- Collien Fernandes acusou o ex-marido, o ator Christian Ulmen, de violência sexual digital ao admitir ter criado perfis falsos com vídeos deepfakes dela.
- A atriz registrou a queixa na polícia de Berlim em novembro de 2024; a denúncia ganhou repercussão após entrevista à Der Spiegel.
- Em dezembro de 2025, Fernandes formalizou queixa contra Ulmen em Palma de Mallorca, onde o casal residia após o divórcio.
- A divulgação do caso gerou protestos em Berlim contra a violência digital e uma petição com dezenas de milhares de assinaturas, com dez demandas ao governo.
- O governo alemão anunciou um projeto de lei para punir a criação e distribuição de deepfakes pornográficos, com apoio de partidos de oposição e foco na proteção de mulheres.
Collien Fernandes, atriz alemã e apresentadora, denunciou o ex-marido por violência sexual digital. A denúncia envolve a criação e divulgação de vídeos pornográficos deepfakes com a imagem da artista nas redes sociais. O caso ganhou repercussão na Alemanha e gerou debate sobre violência digital.
A atriz registrou queixa na polícia de Berlim em novembro de 2024, após enfrentar perfis falsos que usavam sua identidade. O registro, segundo ela, foi feito contra desconhecidos, sem apontar autores. Pouco depois, Fernandes soube que o marido era o responsável pelos perfis.
Em dezembro de 2025, Fernandes apresentou nova queixa contra o ex-marido, Christian Ulmen, em Palma de Mallorca, Espanha, onde o casal residia após o divórcio. A decisão considerou que o direito espanhol oferecia proteção adicional à vítima.
Violência digital e deepfakes
A denúncia expôs a violência digital contra mulheres e abriu espaço para debates públicos na Alemanha sobre o tema. Diversos casos de deepfakes ganharam visibilidade, com impactos na reputação e na vida pessoal de vítimas.

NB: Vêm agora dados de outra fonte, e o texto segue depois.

//! Fixed-capacity byte arena.
//!
//! An `Arena` is the only memory a request handler writes into. Strings are stored back to back,
//! each followed by a `TERMINATOR` byte, and the arena never grows: every write either fits
//! completely or fails with `Error::CapacityExceeded` and leaves the arena untouched.
//!
//! The same type doubles as a raw receive buffer (`spare_mut`, `commit`, `consume`), where no
//! terminators are written and the contents are whatever the socket delivered.

use crate::error::{Error, Result};

/// Byte written after every appended string.
pub const TERMINATOR: u8 = 0;

pub struct Arena<const N: usize> {
    storage: [u8; N],
    length: usize,
}

impl<const N: usize> Arena<N> {
    pub const fn new() -> Self {
        Self {
            storage: [0; N],
            length: 0,
        }
    }

    pub fn len(&self) -> usize {
        self.length
    }

    pub fn is_empty(&self) -> bool {
        self.length == 0
    }

    pub fn is_full(&self) -> bool {
        self.length == N
    }

    pub const fn capacity(&self) -> usize {
        N
    }

    /// Valid bytes, terminators included.
    pub fn as_bytes(&self) -> &[u8] {
        &self.storage[..self.length]
    }

    pub fn reset(&mut self) {
        self.length = 0;
    }

    /// Current cursor, for a later `reset_to`.
    pub fn mark(&self) -> usize {
        self.length
    }

    /// Truncate back to a cursor returned by `mark`.
    ///
    /// The byte before the mark becomes a terminator again, so a string that was extended after
    /// the mark was taken is restored to its earlier contents.
    pub fn reset_to(&mut self, mark: usize) {
        if mark > self.length {
            return;
        }
        self.length = mark;
        if mark > 0 {
            self.storage[mark - 1] = TERMINATOR;
        }
    }

    /// Store `s` as a new terminated string. Returns its start offset.
    pub fn append(&mut self, s: &[u8]) -> Result<usize> {
        let start = self.length;
        self.write_at(start, s)?;
        Ok(start)
    }

    /// Grow the most recently appended string by `s`.
    pub fn extend(&mut self, s: &[u8]) -> Result<()> {
        let at = self.length.saturating_sub(1);
        self.write_at(at, s)
    }

    pub fn extend_char(&mut self, c: u8) -> Result<()> {
        self.extend(&[c])
    }

    /// Grow the most recent string by the decimal rendering of `n`.
    pub fn extend_number(&mut self, n: u64) -> Result<()> {
        let mark = self.mark();
        self.extend_digits(n).map_err(|e| {
            self.reset_to(mark);
            e
        })
    }

    fn extend_digits(&mut self, n: u64) -> Result<()> {
        if n >= 10 {
            self.extend_digits(n / 10)?;
        }
        self.extend_char(b'0' + (n % 10) as u8)
    }

    fn write_at(&mut self, at: usize, s: &[u8]) -> Result<()> {
        let end = at + s.len();
        if end + 1 > N {
            return Err(Error::CapacityExceeded);
        }
        self.storage[at..end].copy_from_slice(s);
        self.storage[end] = TERMINATOR;
        self.length = end + 1;
        Ok(())
    }

    /// Substitute every `from` byte in the valid range with `to`.
    pub fn replace(&mut self, from: u8, to: u8) {
        for b in self.storage[..self.length].iter_mut() {
            if *b == from {
                *b = to;
            }
        }
    }

    /// Offset of the next `\r\n` at or after `start`.
    pub fn find_line_break(&self, start: usize) -> Option<usize> {
        if start >= self.length {
            return None;
        }
        self.storage[start..self.length]
            .windows(2)
            .position(|pair| pair == b"\r\n")
            .map(|pos| start + pos)
    }

    /// The terminated string starting at `start`, without its terminator.
    pub fn string(&self, start: usize) -> &[u8] {
        let bytes = &self.storage[start.min(self.length)..self.length];
        let end = bytes
            .iter()
            .position(|&b| b == TERMINATOR)
            .unwrap_or(bytes.len());
        &bytes[..end]
    }

    pub(crate) fn range(&self, start: usize, end: usize) -> &[u8] {
        &self.storage[start..end]
    }

    pub(crate) fn range_mut(&mut self, start: usize, end: usize) -> &mut [u8] {
        &mut self.storage[start..end]
    }

    /// Unused tail, for receiving into.
    pub fn spare_mut(&mut self) -> &mut [u8] {
        &mut self.storage[self.length..]
    }

    /// Account for `n` bytes written into `spare_mut`.
    pub fn commit(&mut self, n: usize) {
        self.length = (self.length + n).min(N);
    }

    /// Drop the first `n` bytes, moving the rest to the front.
    pub fn consume(&mut self, n: usize) {
        let n = n.min(self.length);
        self.storage.copy_within(n..self.length, 0);
        self.length -= n;
    }
}

impl<const N: usize> Default for Arena<N> {
    fn default() -> Self {
        Self::new()
    }
}

impl<const N: usize> std::fmt::Debug for Arena<N> {
    fn fmt(&self, f: &mut std::fmt::Formatter<'_>) -> std::fmt::Result {
        f.debug_struct("Arena")
            .field("capacity", &N)
            .field("length", &self.length)
            .finish()
    }
}

#[cfg(test)]
mod test {
    use super::*;

    use test_case::test_case;

    #[test]
    fn append_terminates_each_string() {
        let mut arena = Arena::<16>::new();
        assert_eq!(arena.append(b"ab").unwrap(), 0);
        assert_eq!(arena.append(b"cde").unwrap(), 3);
        assert_eq!(arena.as_bytes(), b"ab\0cde\0");
        assert_eq!(arena.string(3), b"cde");
    }

    #[test_case(b"1234567", true ; "exactly fits")]
    #[test_case(b"12345678", false ; "one over")]
    fn append_checks_capacity(s: &[u8], fits: bool) {
        let mut arena = Arena::<8>::new();
        assert_eq!(arena.append(s).is_ok(), fits);
        if !fits {
            assert_eq!(arena.len(), 0);
        }
    }

    #[test]
    fn failed_writes_leave_arena_unchanged() {
        let mut arena = Arena::<8>::new();
        arena.append(b"abc").unwrap();
        let before = arena.as_bytes().to_vec();
        assert!(matches!(
            arena.append(b"defgh"),
            Err(Error::CapacityExceeded)
        ));
        assert!(matches!(
            arena.extend(b"defgh"),
            Err(Error::CapacityExceeded)
        ));
        assert!(arena.extend_number(123_456).is_err());
        assert_eq!(arena.as_bytes(), before.as_slice());
    }

    #[test]
    fn extend_grows_last_string() {
        let mut arena = Arena::<32>::new();
        arena.append(b"first").unwrap();
        let start = arena.append(b"Content-Length: ").unwrap();
        arena.extend_number(4096).unwrap();
        arena.extend_char(b'\r').unwrap();
        assert_eq!(arena.string(start), b"Content-Length: 4096\r");
        assert_eq!(arena.string(0), b"first");
    }

    #[test_case(0, "0" ; "zero")]
    #[test_case(7, "7" ; "one digit")]
    #[test_case(10, "10" ; "two digits")]
    #[test_case(18_446_744_073_709_551_615, "18446744073709551615" ; "max")]
    fn extend_number_renders_decimal(n: u64, expected: &str) {
        let mut arena = Arena::<32>::new();
        arena.append(b"").unwrap();
        arena.extend_number(n).unwrap();
        assert_eq!(arena.string(0), expected.as_bytes());
    }

    #[test]
    fn reset_to_rolls_back_speculative_writes() {
        let mut arena = Arena::<64>::new();
        let start = arena.append(b"/srv/www/dir/").unwrap();
        let mark = arena.mark();
        arena.extend(b"index.html").unwrap();
        assert_eq!(arena.string(start), b"/srv/www/dir/index.html");
        arena.reset_to(mark);
        assert_eq!(arena.string(start), b"/srv/www/dir/");
        assert_eq!(arena.len(), mark);
    }

    #[test]
    fn reset_reproduces_fresh_output() {
        let fill = |arena: &mut Arena<24>| {
            arena.append(b"HTTP/1.1 200 OK\r").unwrap();
            arena.extend_number(42).unwrap();
            arena.append(b"x").unwrap();
        };
        let mut reused = Arena::<24>::new();
        reused.append(b"zzzzzzzzzzzzzzzzzzzzzzz").unwrap();
        reused.reset();
        fill(&mut reused);
        let mut fresh = Arena::<24>::new();
        fill(&mut fresh);
        assert_eq!(reused.as_bytes(), fresh.as_bytes());
    }

    #[test]
    fn replace_rewrites_terminators() {
        let mut arena = Arena::<16>::new();
        arena.append(b"a\r").unwrap();
        arena.append(b"\r").unwrap();
        arena.replace(TERMINATOR, b'\n');
        assert_eq!(arena.as_bytes(), b"a\r\n\r\n");
    }

    #[test_case(b"GET / HTTP/1.1\r\nHost: x\r\n", 0, Some(14) ; "first")]
    #[test_case(b"GET / HTTP/1.1\r\nHost: x\r\n", 15, Some(23) ; "second")]
    #[test_case(b"partial\r", 0, None ; "split terminator")]
    #[test_case(b"", 0, None ; "empty")]
    fn find_line_break_works(data: &[u8], start: usize, expected: Option<usize>) {
        let mut arena = Arena::<64>::new();
        arena.spare_mut()[..data.len()].copy_from_slice(data);
        arena.commit(data.len());
        assert_eq!(arena.find_line_break(start), expected);
    }

    #[test]
    fn consume_compacts_to_front() {
        let mut arena = Arena::<8>::new();
        arena.spare_mut()[..6].copy_from_slice(b"abcdef");
        arena.commit(6);
        arena.consume(4);
        assert_eq!(arena.as_bytes(), b"ef");
        arena.spare_mut()[..6].copy_from_slice(b"ghijkl");
        arena.commit(6);
        assert!(arena.is_full());
    }
}
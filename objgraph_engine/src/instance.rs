use crate::context::MAX_NESTING_DEPTH;
use crate::fields;
use crate::PersistError;
use anyhow::Result;
use objgraph_types::serde::Primitive;
use objgraph_types::types::{EnumValue, Fields, ObjectValue, TypeRef, TypeRegistry, Value};

/// Creates a zero-valued instance of an object type, as a constructor without arguments would.
///
/// Every persisted field, alias fields included, starts at its [`zero_value`].
pub fn instantiate(ty: &TypeRef, registry: &TypeRegistry) -> Result<ObjectValue> {
    instantiate_at(ty, registry, 0)
}

/// The default of a field: absent for reference types, zero for value types.
pub fn zero_value(ty: &TypeRef, registry: &TypeRegistry) -> Result<Value> {
    zero_value_at(ty, registry, 0)
}

fn instantiate_at(ty: &TypeRef, registry: &TypeRegistry, depth: usize) -> Result<ObjectValue> {
    if let TypeRef::Named(name) = ty {
        let desc = registry.get_or_err(name)?;
        if !desc.instantiable {
            return Err(PersistError::MissingAccessibleConstructor(name.to_string()).into());
        }
    }
    let mut obj_fields = Fields::new();
    for slot in fields::resolve_fields(ty, registry)? {
        for (alias, alias_ty) in slot.aliases.iter() {
            obj_fields.set(alias.clone(), zero_value_at(alias_ty, registry, depth)?);
        }
        obj_fields.set(slot.name, zero_value_at(&slot.ty, registry, depth)?);
    }
    Ok(ObjectValue {
        ty: ty.clone(),
        fields: obj_fields,
    })
}

fn zero_value_at(ty: &TypeRef, registry: &TypeRegistry, depth: usize) -> Result<Value> {
    if registry.is_reference_type(ty) {
        return Ok(Value::Null);
    }
    match ty {
        TypeRef::Primitive(kind) => Ok(Value::Primitive(Primitive::zero(*kind))),
        TypeRef::Named(name) => {
            let desc = registry.get_or_err(name)?;
            if let Some(underlying) = desc.enum_underlying() {
                return Ok(Value::Enum(EnumValue {
                    ty: name.clone(),
                    raw: Primitive::zero(underlying),
                }));
            }
            // Structs embed their struct fields by value.
            if depth >= MAX_NESTING_DEPTH {
                let msg = format!("Struct '{name}' embeds itself");
                return Err(PersistError::Internal(msg).into());
            }
            Ok(Value::Object(instantiate_at(ty, registry, depth + 1)?))
        }
        _ => {
            let msg = format!("'{ty}' has no zero value");
            Err(PersistError::Internal(msg).into())
        }
    }
}
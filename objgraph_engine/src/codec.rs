use crate::config::CodecConfig;
use crate::content::ContentLoader;
use crate::context::Context;
use crate::loader::Loader;
use crate::saver::Saver;
use crate::{PersistError, VersionMismatch};
use anyhow::Result;
use log::{debug, warn};
use objgraph_types::serde::WriteLen;
use objgraph_types::types::{TypeRef, TypeRegistry, Value, Version};
use std::io::{Read, Write};
use std::sync::Arc;

/// Outcome of a successful load.
#[derive(Debug)]
pub struct Loaded {
    pub value: Value,
    /// Set when the data was written by another module version. Loading went ahead regardless.
    pub version_mismatch: Option<VersionMismatch>,
}

/// Saves and loads object graphs of the types in one registry.
///
/// Every call keeps its own nesting guard and diagnostics, so one codec may serve
/// concurrent calls.
pub struct ObjectCodec {
    registry: Arc<TypeRegistry>,
    content_loader: Arc<dyn ContentLoader>,
    config: CodecConfig,
}

impl ObjectCodec {
    pub fn new(registry: Arc<TypeRegistry>, content_loader: Arc<dyn ContentLoader>) -> Self {
        Self {
            registry,
            content_loader,
            config: CodecConfig::default(),
        }
    }

    pub fn with_config(mut self, config: CodecConfig) -> Self {
        self.config = config;
        self
    }

    pub fn registry(&self) -> &TypeRegistry {
        &self.registry
    }

    pub fn config(&self) -> &CodecConfig {
        &self.config
    }

    /// Writes `value` so that loading it as `declared` restores it.
    pub fn save<W: Write>(&self, value: &Value, declared: &TypeRef, w: &mut W) -> Result<WriteLen> {
        debug!("Saving '{declared}'");
        let ctx = Context::new(&self.registry, &self.config, declared);
        let mut saver = Saver::new(ctx);
        saver.save_top_level(value, declared, w).map_err(|err| {
            let msg = format!(
                "Failed to save '{}'{}",
                self.registry.type_name(declared),
                saver.ctx.describe_innermost()
            );
            err.context(msg)
        })
    }

    /// Reads a value of the `declared` type.
    ///
    /// `data_version` is the module version that wrote the data, if known. A version other than
    /// the configured module version is a warning, not a failure.
    pub fn load<R: Read>(
        &self,
        declared: &TypeRef,
        r: &mut R,
        data_version: Option<&Version>,
    ) -> Result<Loaded> {
        debug!("Loading '{declared}'");
        let version_mismatch = data_version
            .filter(|data_version| **data_version != self.config.module_version)
            .map(|data_version| VersionMismatch {
                data_version: *data_version,
                module_version: self.config.module_version,
            });
        if let Some(mismatch) = version_mismatch.as_ref() {
            if self.config.warn_version_mismatch {
                warn!(
                    "Loading '{}': {mismatch}. The content might be outdated",
                    self.registry.type_name(declared)
                );
            }
        }

        let ctx = Context::new(&self.registry, &self.config, declared);
        let mut loader = Loader::new(ctx, self.content_loader.as_ref());
        let value = loader.load_top_level(declared, r).map_err(|err| {
            let version = data_version.map_or_else(|| String::from("unknown"), Version::to_string);
            let hint = match err.downcast_ref::<PersistError>() {
                Some(PersistError::TypeResolutionFailure(_)) => ". The data might be outdated",
                _ => "",
            };
            let msg = format!(
                "Failed to load '{}' (Version {version}){}{hint}",
                self.registry.type_name(declared),
                loader.ctx.describe_innermost()
            );
            err.context(msg)
        })?;
        Ok(Loaded {
            value,
            version_mismatch,
        })
    }
}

Nesse contexto, milhares participaram de uma manifestação em Berlim, no último fim de semana, em apoio às vítimas e contra a violência sexual digital. Também houve mobilização de influentes: cerca de 250 mulheres famosas apoiaram uma petição com dez demandas ao governo.
Reação pública e medidas
Ao mesmo tempo, o governo alemão sinalizou atuação. O Ministério da Justiça afirmou que apresentará um projeto de lei para punir a criação e distribuição de deepfakes pornográficos, indicando lacunas no código penal atual. A proposta recebeu apoio de partidos de oposição.
A petição que ganhou adesão de milhares reforça a demanda por proteção jurídica mais eficaz contra a violência digital. O Ministério enfatizou que os abusos atingem principalmente mulheres e que a repressão deve acompanhar a evolução tecnológica.